En la conciencia se vive un ensismismamiento que debemos dirigir a su apertura. Nuestra profanación del simismo lo hemos tomado como la bella filosofía, nuestro cuidado y responsabilidad.

Si ejercemos de buenas a primeras lo que definimos y no suspendemos la definición, nos adentramos en un velo continuo. Esta forma de tautología, engañarse a uno mismo y reírse de sí, no es más que necedad.

La conciencia es posibilidad de problematización, ruptura de continuidad y enganche de sentido a su vacío o falta. El curso de su despliegue no es cabalmente incondicional, sino que ese es su efecto. La comprensión, como hemos dicho, no se atasca entre momentos, su recreo analítico no pretende verdad sino como proceso innombrado y sólo especular.

Ante la urgencia emocional, que es una condición límite del recreo volitivo, no hacemos ética sino, en el mejor de los casos, estética pasiva. Es extraño que quien defiende el ridículo orden de Spinoza no haya entendido el sentido de aquella maravillosa ética que Spinoza nos dejó. La filosofía es otra cosa que su definición; es, mejor mirado, su ampliación. Esto no se puede hacer por el camino de su verdad, sino que su arte es más bien aquello que suspende como verdad.

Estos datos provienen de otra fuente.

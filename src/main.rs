//! Restem CLI: convert stem exports; use --dry-run to preview without writing.

use anyhow::Result;
use clap::Parser;
use restem::engine::arg_parser::Cli;
use restem::engine::handle_run;
use std::time::Instant;

fn main() -> Result<()> {
    let start_time = Instant::now();
    let cli = Cli::parse();
    handle_run(&cli)?;
    log::debug!("Total time: {:?}", start_time.elapsed());
    Ok(())
}
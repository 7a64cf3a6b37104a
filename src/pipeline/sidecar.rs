//! Run-wide metadata sidecar consumed by every tag stage.

use anyhow::{Context, Result};
use std::io::Write;
use std::path::Path;
use tempfile::NamedTempFile;

use crate::utils::config::SidecarFields;

/// Tag fields shared by every file in a run: written once at batch start,
/// read-only afterwards. The temp file lives as long as this value and is
/// removed on drop.
pub struct Sidecar {
    file: NamedTempFile,
}

impl Sidecar {
    /// Write the sidecar for this run.
    pub fn write() -> Result<Self> {
        let mut file = tempfile::Builder::new()
            .prefix("restem-itags-")
            .suffix(".txt")
            .tempfile()
            .context("create metadata sidecar")?;
        writeln!(file, "tool={}", SidecarFields::TOOL)?;
        writeln!(file, "created={}", SidecarFields::CREATED)?;
        writeln!(file, "rate={}", SidecarFields::RATE)?;
        file.flush().context("flush metadata sidecar")?;
        Ok(Self { file })
    }

    pub fn path(&self) -> &Path {
        self.file.path()
    }
}
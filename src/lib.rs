//! Restem: batch converter from per-track stem exports to multi-track
//! VirtualDJ containers, with destination names derived from the original
//! (pre-stem) library layout.

pub mod engine;
pub mod media;
pub mod pipeline;
pub mod types;
pub mod utils;

/// Re-export types for API
pub use types::*;

use log::debug;

/// Result alias used by public restem API
pub use anyhow::Error;
pub type Result<T> = std::result::Result<T, Error>;

/// Single entry point: convert every stem export under `cfg.source_root`
/// into `cfg.dest_root`, returning the per-file outcome totals.
///
/// Already-published files are skipped (destination existence is the only
/// ledger), and a failing file never aborts the rest of the batch; re-run
/// the whole batch to retry failures.
pub fn convert_tree(cfg: &utils::config::Config) -> Result<BatchSummary> {
    let config_str = format!(
        "{} CONFIG:{:#?}",
        env!("CARGO_PKG_NAME").to_string().to_uppercase(),
        cfg
    );
    debug!("{}", config_str);

    pipeline::run_batch(cfg)
}
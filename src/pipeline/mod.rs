//! Pipeline components: discovery, resolution, conversion, batch driver.

pub mod context;
pub mod convert;
pub mod orchestrator;
pub mod report;
pub mod resolve;
pub mod sidecar;
pub mod walk;

pub use context::{BatchChannels, BatchContext, create_batch_channels};
pub use convert::{Workspace, convert_track};
pub use orchestrator::run_batch;
pub use report::print_summary;
pub use resolve::{
    Resolution, checksum_path, destination_for, ensure_destination_dir, resolve,
};
pub use sidecar::Sidecar;
pub use walk::discover;

/// Track channel capacity: bounded so the walk never runs far ahead of the
/// (much slower) conversion workers.
pub const TRACK_CHANNEL_CAP: usize = 64;
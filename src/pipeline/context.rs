//! Shared batch state and channels for the conversion worker pool.

use crossbeam_channel::{Receiver, Sender, bounded};
use std::sync::Arc;
use std::sync::atomic::{AtomicBool, Ordering};

use crate::pipeline::sidecar::Sidecar;
use crate::types::{Outcome, SourceTrack};
use crate::utils::config::Config;

/// State shared by the dispatch thread and every conversion worker. Built
/// once per batch and passed around behind an Arc.
pub struct BatchContext {
    pub cfg: Config,
    pub sidecar: Sidecar,
    /// Process-wide cancel flag (set by the Ctrl+C handler).
    pub cancel: Arc<AtomicBool>,
}

impl BatchContext {
    pub fn new(cfg: Config, sidecar: Sidecar, cancel: Arc<AtomicBool>) -> Self {
        Self {
            cfg,
            sidecar,
            cancel,
        }
    }

    pub fn is_cancelled(&self) -> bool {
        self.cancel.load(Ordering::Relaxed)
    }
}

/// Channels for the worker pool: dispatch feeds tracks in, workers send
/// (track, outcome) pairs back for aggregation.
pub struct BatchChannels {
    pub track_tx: Sender<SourceTrack>,
    pub track_rx: Receiver<SourceTrack>,
    pub outcome_tx: Sender<(SourceTrack, Outcome)>,
    pub outcome_rx: Receiver<(SourceTrack, Outcome)>,
}

pub fn create_batch_channels(cap: usize) -> BatchChannels {
    let (track_tx, track_rx) = bounded::<SourceTrack>(cap);
    let (outcome_tx, outcome_rx) = bounded::<(SourceTrack, Outcome)>(cap);
    BatchChannels {
        track_tx,
        track_rx,
        outcome_tx,
        outcome_rx,
    }
}
//! Progress bar utilities for displaying batch status

use kdam::{Animation, Bar, BarExt};
use std::sync::{Arc, Mutex};

// Progress bar type alias
pub type ProgressBar = Arc<Mutex<Bar>>;

/// Create a counter for unknown total (discovery is lazy, so the batch size
/// isn't known up front; shows count without percentage).
pub fn create_counter(desc: &'static str) -> ProgressBar {
    Arc::new(Mutex::new(kdam::tqdm!(
        total = 0,
        desc = desc,
        animation = Animation::Classic,
        position = 0,
        unit = " files"
    )))
}

/// Force a refresh of the bar (e.g. so the counter shows "0 files" immediately).
pub fn refresh_bar(pb: &ProgressBar) {
    if let Ok(mut bar) = pb.try_lock() {
        let _ = bar.refresh();
    }
}

/// Update progress bar if available.
/// Uses try_lock so a contended bar never blocks a conversion worker.
pub fn update_progress_bar(pb: &ProgressBar, n: usize) {
    if let Ok(mut pb) = pb.try_lock() {
        let _ = pb.update(n);
    }
}
//! Duration probe (ffprobe collaborator).

use std::ffi::OsString;
use std::path::Path;

use super::{ToolError, run_tool, tool_name};

/// Probe argument list: container duration in seconds, bare CSV on stdout.
pub fn probe_args(source: &Path) -> Vec<OsString> {
    vec![
        "-v".into(),
        "quiet".into(),
        "-show_entries".into(),
        "format=duration".into(),
        "-of".into(),
        "csv=p=0".into(),
        source.into(),
    ]
}

/// Probe the source container and return its duration in seconds.
pub fn probe_duration(bin: &Path, source: &Path) -> Result<f64, ToolError> {
    let output = run_tool(bin, &probe_args(source))?;
    let stdout = String::from_utf8_lossy(&output.stdout);
    let text = stdout.trim();
    text.parse::<f64>().map_err(|_| ToolError::BadOutput {
        tool: tool_name(bin),
        detail: format!("expected duration in seconds, got {text:?}"),
    })
}
use restem::engine::{destination_dir_name, destination_key};

// Expected checksums pinned against an independent CRC32 implementation
// (zlib), so the naming stays stable across machines and crate versions.

// --- destination_key ---

#[test]
fn test_key_is_deterministic() {
    let a = destination_key("/music/mp3/House");
    let b = destination_key("/music/mp3/House");
    assert_eq!(a, b);
}

#[test]
fn test_key_strips_all_separators_not_just_last_segment() {
    // "baseA", not "A": every component contributes to the short suffix.
    let (short, _) = destination_key("/base/A");
    assert_eq!(short, "aseA");
}

#[test]
fn test_key_known_values() {
    assert_eq!(
        destination_key("/base/A"),
        ("aseA".to_string(), "61a62975".to_string())
    );
    assert_eq!(
        destination_key("/base"),
        ("base".to_string(), "64436eb5".to_string())
    );
    assert_eq!(
        destination_key("/music/mp3"),
        ("cmp3".to_string(), "1018af6e".to_string())
    );
}

#[test]
fn test_key_checksum_is_of_unstripped_path() {
    // Same characters once separators are gone, different checksums.
    let (short_a, sum_a) = destination_key("ab/");
    let (short_b, sum_b) = destination_key("ab");
    assert_eq!(short_a, short_b);
    assert_eq!(sum_a, "4a4e4c79");
    assert_eq!(sum_b, "9e83486d");
}

#[test]
fn test_key_short_input_keeps_full_stripped_string() {
    let (short, sum) = destination_key("ab");
    assert_eq!(short, "ab");
    assert_eq!(sum.len(), 8);
}

#[test]
fn test_key_separator_only_input() {
    let (short, sum) = destination_key("/");
    assert_eq!(short, "");
    assert_eq!(sum.len(), 8);
}

#[test]
fn test_key_checksum_format_lowercase_hex() {
    for path in ["/music/mp3", "/base/A", "x", "/a/b/c/d/e"] {
        let (_, sum) = destination_key(path);
        assert_eq!(sum.len(), 8, "checksum for {path:?} should be 8 digits");
        assert!(
            sum.chars().all(|c| c.is_ascii_hexdigit() && !c.is_ascii_uppercase()),
            "checksum for {path:?} should be lowercase hex, got {sum}"
        );
    }
}

#[test]
fn test_key_multibyte_characters_counted_as_chars() {
    // Last 4 characters, not bytes.
    let (short, _) = destination_key("/música");
    assert_eq!(short, "sica");
}

// --- destination_dir_name ---

#[test]
fn test_dir_name_format() {
    assert_eq!(destination_dir_name("/base/A"), "User..aseA-61a62975");
}

#[test]
fn test_dir_names_differ_for_different_paths() {
    let a = destination_dir_name("/music/mp3/House");
    let b = destination_dir_name("/music/mp3/Techno/Detroit");
    assert_ne!(a, b);
}

#[test]
fn test_dir_names_differ_when_only_checksum_differs() {
    // "a/b" and "b/a" share no stripped suffix here, but even paths whose
    // stripped forms collide are told apart by the checksum component.
    let a = destination_dir_name("ab/");
    let b = destination_dir_name("ab");
    assert_ne!(a, b);
}
//! CLI command handler: build the run Config (file < CLI) and drive the batch.

use anyhow::{Context, Result, bail};
use log::warn;
use regex::Regex;

use crate::engine::arg_parser::Cli;
use crate::pipeline::print_summary;
use crate::utils::config::{Config, Suffixes, ToolBins};
use crate::utils::restem_toml::{Overlay, load_restem_toml};
use crate::utils::setup_logging;

fn cli_overlay(cli: &Cli) -> Overlay {
    Overlay {
        base_dir: cli.base_dir.clone(),
        filter: cli.filter.clone(),
        jobs: cli.jobs,
        input_suffix: cli.input_suffix.clone(),
        output_suffix: cli.output_suffix.clone(),
        probe_bin: cli.probe_bin.clone(),
        mux_bin: cli.mux_bin.clone(),
        tag_bin: cli.tag_bin.clone(),
    }
}

/// Finalize a Config from CLI flags over `.restem.toml` over crate defaults.
fn build_config(cli: &Cli) -> Result<Config> {
    let overlay = cli_overlay(cli).or(load_restem_toml(&cli.source).unwrap_or_default());

    let checksum_base = overlay
        .base_dir
        .context("--base-dir is required (or base_dir in .restem.toml)")?;

    let filter = overlay
        .filter
        .filter(|p| !p.is_empty())
        .map(|p| Regex::new(&p).with_context(|| format!("invalid filter regex {p:?}")))
        .transpose()?;

    Ok(Config {
        source_root: cli.source.clone(),
        dest_root: cli.dest.clone(),
        checksum_base,
        input_suffix: overlay
            .input_suffix
            .unwrap_or_else(|| Suffixes::INPUT.to_string()),
        output_suffix: overlay
            .output_suffix
            .unwrap_or_else(|| Suffixes::OUTPUT.to_string()),
        filter,
        jobs: overlay.jobs.unwrap_or(1).max(1),
        dry_run: cli.dry_run,
        verbose: cli.verbose,
        probe_bin: overlay.probe_bin.unwrap_or_else(|| ToolBins::PROBE.into()),
        mux_bin: overlay.mux_bin.unwrap_or_else(|| ToolBins::MUX.into()),
        tag_bin: overlay.tag_bin.unwrap_or_else(|| ToolBins::TAG.into()),
    })
}

/// Run the batch (default) or resolve-only when --dry-run.
pub fn handle_run(cli: &Cli) -> Result<()> {
    setup_logging(cli.verbose);
    let cfg = build_config(cli)?;
    if cfg.dry_run {
        warn!("RUNNING IN DRY-RUN MODE. NO FILES WILL BE WRITTEN.");
    }

    let summary = crate::convert_tree(&cfg)?;
    print_summary(&summary, cfg.dry_run);

    if summary.cancelled {
        bail!("conversion cancelled by user");
    }
    if summary.failed > 0 {
        bail!("{} of {} files failed to convert", summary.failed, summary.total());
    }
    Ok(())
}
//! Path and filter utilities

use regex::Regex;
use std::path::{Path, PathBuf};

/// Convert absolute path to relative path from base
pub fn path_relative_to(path: &Path, base: &Path) -> Option<PathBuf> {
    path.strip_prefix(base).ok().map(|p| p.to_path_buf())
}

/// File name with `suffix` removed, or None when the name doesn't carry it.
/// Matching is case-sensitive, like the exporter's own output.
pub fn strip_name_suffix<'a>(file_name: &'a str, suffix: &str) -> Option<&'a str> {
    file_name.strip_suffix(suffix)
}

/// True when the full path matches the operator filter. No filter accepts
/// everything; the pattern is searched anywhere in the path, not anchored.
pub fn matches_filter(path: &Path, filter: &Option<Regex>) -> bool {
    match filter {
        None => true,
        Some(re) => re.is_match(&path.to_string_lossy()),
    }
}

Siguiendo mi crítica a Hegel, la misma que la que hago al cientificismo, su simismo es su falta de conciencia. El cientificismo es lo mismo que la inversión de la cosa en sí kantiana por la perversión del movimiento trascendental. Abalanzarse sobre las cosas es apresurarse sobre ellas, hacerse sujeto del tiempo, es decir, subjetivismo. Eso es estética, no ética.

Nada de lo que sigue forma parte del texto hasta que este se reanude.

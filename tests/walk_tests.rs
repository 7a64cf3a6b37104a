use regex::Regex;
use restem::pipeline::discover;
use restem::utils::config::{Config, Suffixes, ToolBins};
use std::collections::BTreeSet;
use std::fs;
use std::path::Path;

fn config(source_root: &Path) -> Config {
    Config {
        source_root: source_root.to_path_buf(),
        dest_root: source_root.join("out"),
        checksum_base: "/base".into(),
        input_suffix: Suffixes::INPUT.to_string(),
        output_suffix: Suffixes::OUTPUT.to_string(),
        filter: None,
        jobs: 1,
        dry_run: false,
        verbose: false,
        probe_bin: ToolBins::PROBE.into(),
        mux_bin: ToolBins::MUX.into(),
        tag_bin: ToolBins::TAG.into(),
    }
}

/// root/a.stem.m4a, root/sub/b.stem.m4a, root/sub/c.mp3, root/sub/deep/d.stem.m4a
fn fixture_tree() -> tempfile::TempDir {
    let dir = tempfile::tempdir().unwrap();
    let root = dir.path();
    fs::create_dir_all(root.join("sub/deep")).unwrap();
    fs::write(root.join("a.stem.m4a"), b"a").unwrap();
    fs::write(root.join("sub/b.stem.m4a"), b"b").unwrap();
    fs::write(root.join("sub/c.mp3"), b"c").unwrap();
    fs::write(root.join("sub/deep/d.stem.m4a"), b"d").unwrap();
    dir
}

fn base_names(cfg: &Config) -> BTreeSet<String> {
    discover(cfg).map(|t| t.base_name).collect()
}

#[test]
fn test_discover_matches_suffix_recursively() {
    let tree = fixture_tree();
    let cfg = config(tree.path());
    let names = base_names(&cfg);
    let expected: BTreeSet<String> =
        ["a", "b", "d"].iter().map(|s| s.to_string()).collect();
    assert_eq!(names, expected);
}

#[test]
fn test_discover_ignores_other_suffixes_and_directories() {
    let tree = fixture_tree();
    let cfg = config(tree.path());
    for t in discover(&cfg) {
        assert!(t.path.is_file());
        assert!(t.path.to_string_lossy().ends_with(".stem.m4a"));
    }
}

#[test]
fn test_discover_sets_dir_and_strips_suffix() {
    let tree = fixture_tree();
    let cfg = config(tree.path());
    let track = discover(&cfg)
        .find(|t| t.base_name == "b")
        .expect("should find sub/b");
    assert_eq!(track.dir, tree.path().join("sub"));
    assert_eq!(track.path, tree.path().join("sub/b.stem.m4a"));
}

#[test]
fn test_discover_applies_regex_filter_to_full_path() {
    let tree = fixture_tree();
    let mut cfg = config(tree.path());
    cfg.filter = Some(Regex::new("sub").unwrap());
    let names = base_names(&cfg);
    let expected: BTreeSet<String> = ["b", "d"].iter().map(|s| s.to_string()).collect();
    assert_eq!(names, expected);
}

#[test]
fn test_discover_filter_with_no_matches_yields_nothing() {
    let tree = fixture_tree();
    let mut cfg = config(tree.path());
    cfg.filter = Some(Regex::new("no-such-dir").unwrap());
    assert_eq!(discover(&cfg).count(), 0);
}

#[test]
fn test_discover_is_restartable() {
    let tree = fixture_tree();
    let cfg = config(tree.path());
    // No persisted cursor: a fresh walk sees the same candidates.
    assert_eq!(base_names(&cfg), base_names(&cfg));
}

#[test]
fn test_discover_empty_tree() {
    let dir = tempfile::tempdir().unwrap();
    let cfg = config(dir.path());
    assert_eq!(discover(&cfg).count(), 0);
}
pub mod config;
pub mod logger;
pub mod restem_toml;

pub use config::*;
pub use logger::setup_logging;
pub use restem_toml::{Overlay, load_restem_toml};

En varias ocasiones he relacionado a Hegel y el cientificismo, ambos son un delirio. Bunge corrompió, en la cita que traje suya, el crucial problema de la cosa en sí -¡si Kant estaba destapando y posibilitando la epistemología del conocimiento científico!-, y ahora pervierten la ética al condicionarla a una definición.

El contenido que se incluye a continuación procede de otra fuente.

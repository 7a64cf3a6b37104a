//! Batch driver: discovery → resolve → convert, with per-file isolation.
//!
//! One bad file never aborts the batch; its failure is recorded and the next
//! candidate is processed. Re-running the whole batch is the retry
//! mechanism, made safe by the resolver's existence gate.

use anyhow::{Context, Result};
use log::{error, info, warn};
use std::fs;
use std::sync::atomic::{AtomicBool, Ordering};
use std::sync::{Arc, OnceLock};
use std::thread;

use crate::engine::progress::{create_counter, refresh_bar, update_progress_bar};
use crate::pipeline::context::{BatchChannels, BatchContext, create_batch_channels};
use crate::pipeline::convert::convert_track;
use crate::pipeline::resolve::{Resolution, ensure_destination_dir, resolve};
use crate::pipeline::sidecar::Sidecar;
use crate::pipeline::walk::discover;
use crate::pipeline::TRACK_CHANNEL_CAP;
use crate::types::{BatchSummary, Outcome, SourceTrack};
use crate::utils::config::Config;

static CANCEL_FLAG: OnceLock<Arc<AtomicBool>> = OnceLock::new();

/// Process-wide cancel flag, armed with a Ctrl+C handler on first use (the
/// handler can only register once per process). Reset at each batch start.
fn cancel_flag() -> Arc<AtomicBool> {
    CANCEL_FLAG
        .get_or_init(|| {
            let flag = Arc::new(AtomicBool::new(false));
            let handler_flag = Arc::clone(&flag);
            if let Err(err) = ctrlc::set_handler(move || {
                handler_flag.store(true, Ordering::Relaxed);
            }) {
                warn!("Ctrl+C handler unavailable: {}", err);
            }
            flag
        })
        .clone()
}

/// Run one batch: ensure the destination root, write the run sidecar, then
/// convert every candidate. `--dry-run` resolves and reports only.
pub fn run_batch(cfg: &Config) -> Result<BatchSummary> {
    if cfg.dry_run {
        return Ok(dry_run(cfg));
    }

    if !cfg.dest_root.exists() {
        info!("Creating output directory: {}", cfg.dest_root.display());
        fs::create_dir_all(&cfg.dest_root).with_context(|| {
            format!("create destination root {}", cfg.dest_root.display())
        })?;
    }

    info!(
        "Starting conversion from '{}' to '{}'...",
        cfg.source_root.display(),
        cfg.dest_root.display()
    );

    let sidecar = Sidecar::write()?;
    let cancel = cancel_flag();
    cancel.store(false, Ordering::Relaxed);
    let ctx = Arc::new(BatchContext::new(cfg.clone(), sidecar, cancel));

    if ctx.cfg.jobs > 1 {
        run_concurrent(&ctx)
    } else {
        Ok(run_sequential(&ctx))
    }
}

/// Resolve then convert one track, catching every failure at this boundary.
fn process_track(ctx: &BatchContext, track: &SourceTrack) -> Outcome {
    match try_process(ctx, track) {
        Ok(outcome) => outcome,
        Err(err) => {
            error!("Error converting {}: {:#}", track.path.display(), err);
            Outcome::Failed {
                reason: format!("{err:#}"),
            }
        }
    }
}

fn try_process(ctx: &BatchContext, track: &SourceTrack) -> Result<Outcome> {
    match resolve(track, &ctx.cfg) {
        Resolution::AlreadyProcessed { dest } => {
            info!("Already exists, skipping: {}", dest.display());
            Ok(Outcome::Skipped { dest })
        }
        Resolution::Convert { dest } => {
            ensure_destination_dir(&dest)?;
            info!("Converting {}...", track.path.display());
            convert_track(&ctx.cfg, ctx.sidecar.path(), track, &dest)?;
            info!("Converted {} -> {}", track.path.display(), dest.display());
            Ok(Outcome::Published { dest })
        }
    }
}

/// Reference behavior: one file at a time, in discovery order.
fn run_sequential(ctx: &BatchContext) -> BatchSummary {
    let mut summary = BatchSummary::default();
    let bar = ctx.cfg.verbose.then(|| create_counter("Converting"));
    if let Some(b) = &bar {
        refresh_bar(b);
    }

    for track in discover(&ctx.cfg) {
        if ctx.is_cancelled() {
            warn!("Cancellation requested; stopping before remaining files.");
            summary.cancelled = true;
            break;
        }
        let outcome = process_track(ctx, &track);
        summary.record(&track, &outcome);
        if let Some(b) = &bar {
            update_progress_bar(b, 1);
        }
    }
    summary
}

/// Bounded worker pool: a dispatch thread feeds the track channel, workers
/// convert, outcomes drain back here for aggregation. Safe because each
/// track's workspace is uniquely named and directory creation tolerates
/// racing workers.
fn run_concurrent(ctx: &Arc<BatchContext>) -> Result<BatchSummary> {
    let BatchChannels {
        track_tx,
        track_rx,
        outcome_tx,
        outcome_rx,
    } = create_batch_channels(TRACK_CHANNEL_CAP);

    let dispatch_ctx = Arc::clone(ctx);
    let dispatch_handle = thread::spawn(move || {
        let mut cancelled = false;
        for track in discover(&dispatch_ctx.cfg) {
            if dispatch_ctx.is_cancelled() {
                warn!("Cancellation requested; stopping before remaining files.");
                cancelled = true;
                break;
            }
            if track_tx.send(track).is_err() {
                break;
            }
        }
        drop(track_tx);
        cancelled
    });

    let worker_handles: Vec<_> = (0..ctx.cfg.jobs)
        .map(|_| {
            let track_rx = track_rx.clone();
            let outcome_tx = outcome_tx.clone();
            let ctx = Arc::clone(ctx);
            thread::spawn(move || {
                while let Ok(track) = track_rx.recv() {
                    let outcome = process_track(&ctx, &track);
                    if outcome_tx.send((track, outcome)).is_err() {
                        break;
                    }
                }
                drop(outcome_tx);
            })
        })
        .collect();

    // Dropping the last senders closes the channels so the drain ends.
    drop(track_rx);
    drop(outcome_tx);

    let bar = ctx.cfg.verbose.then(|| create_counter("Converting"));
    if let Some(b) = &bar {
        refresh_bar(b);
    }

    let mut summary = BatchSummary::default();
    while let Ok((track, outcome)) = outcome_rx.recv() {
        summary.record(&track, &outcome);
        if let Some(b) = &bar {
            update_progress_bar(b, 1);
        }
    }

    let cancelled = dispatch_handle
        .join()
        .map_err(|_| anyhow::anyhow!("dispatch thread panicked"))?;
    for h in worker_handles {
        let _ = h.join();
    }
    summary.cancelled = cancelled || ctx.is_cancelled();
    Ok(summary)
}

/// Resolve-only pass: report what a real run would do, touch nothing.
fn dry_run(cfg: &Config) -> BatchSummary {
    let mut summary = BatchSummary::default();
    for track in discover(cfg) {
        let outcome = match resolve(&track, cfg) {
            Resolution::AlreadyProcessed { dest } => {
                info!("Already exists, would skip: {}", dest.display());
                Outcome::Skipped { dest }
            }
            Resolution::Convert { dest } => {
                info!("Would convert {} -> {}", track.path.display(), dest.display());
                Outcome::Published { dest }
            }
        };
        summary.record(&track, &outcome);
    }
    summary
}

Está claro que si queremos saber algo de filosofía nos cuidemos primero de no tomar su momento por su proceso. El pragmatismo de la conciencia es necesariamente especular por su filosofía. Su ejercicio es su ética, no su definición. La dialéctica de la negación se presta a hacer lo que Hegel hizo con ella, imposibilitarla, de nuevo, lo que el cientificismo hace. Todo lo contrario a la ética.

viernes, 14 de noviembre de 2008

La mediación e inmediación de la acción

Se ve que seguimos anclados en el límite de la definición, y no entiendo cómo con ese tipo de herramientas podemos decir que necesitamos ciencia o que la filosofía necesita ciencia. Al revés, necesitamos más filosofía que nunca pues nos hemos extraviado, al modo del perderse de serg, pero en el sentido al que él se dirigía. En la misma línea que suscitó esa idea, fue Ortega el que propuso la imagen de la filosofía como adentrase en un pozo de inmensa profundidad.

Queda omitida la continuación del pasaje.